WHAT YOU ARE ASKED TO DO: Copy each record exactly, word for word.

PROVIDED DATA:
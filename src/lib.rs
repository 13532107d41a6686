//! Offline-first runtime for field data collection.
//!
//! Serves the app shell from a generation-tagged cache, routes intercepted
//! requests by kind, and holds submissions in a durable outbox until the
//! server acknowledges them.

pub mod cache;
pub mod config;
pub mod db;
pub mod error;
pub mod net;
pub mod notify;
pub mod outbox;
pub mod router;
pub mod runtime;
pub mod sync;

RESULT BELOW:
filename src/lib.rs
repository 13532107d41a6686
//! Offline-first runtime for field data collection.
//!
//! Serves the app shell from a generation-tagged cache, routes intercepted
//! requests by kind, and holds submissions in a durable outbox until the
//! server acknowledges them.

pub mod cache;
pub mod config;
pub mod db;
pub mod error;
pub mod net;
pub mod notify;
pub mod outbox;
pub mod router;
pub mod runtime;
pub mod sync;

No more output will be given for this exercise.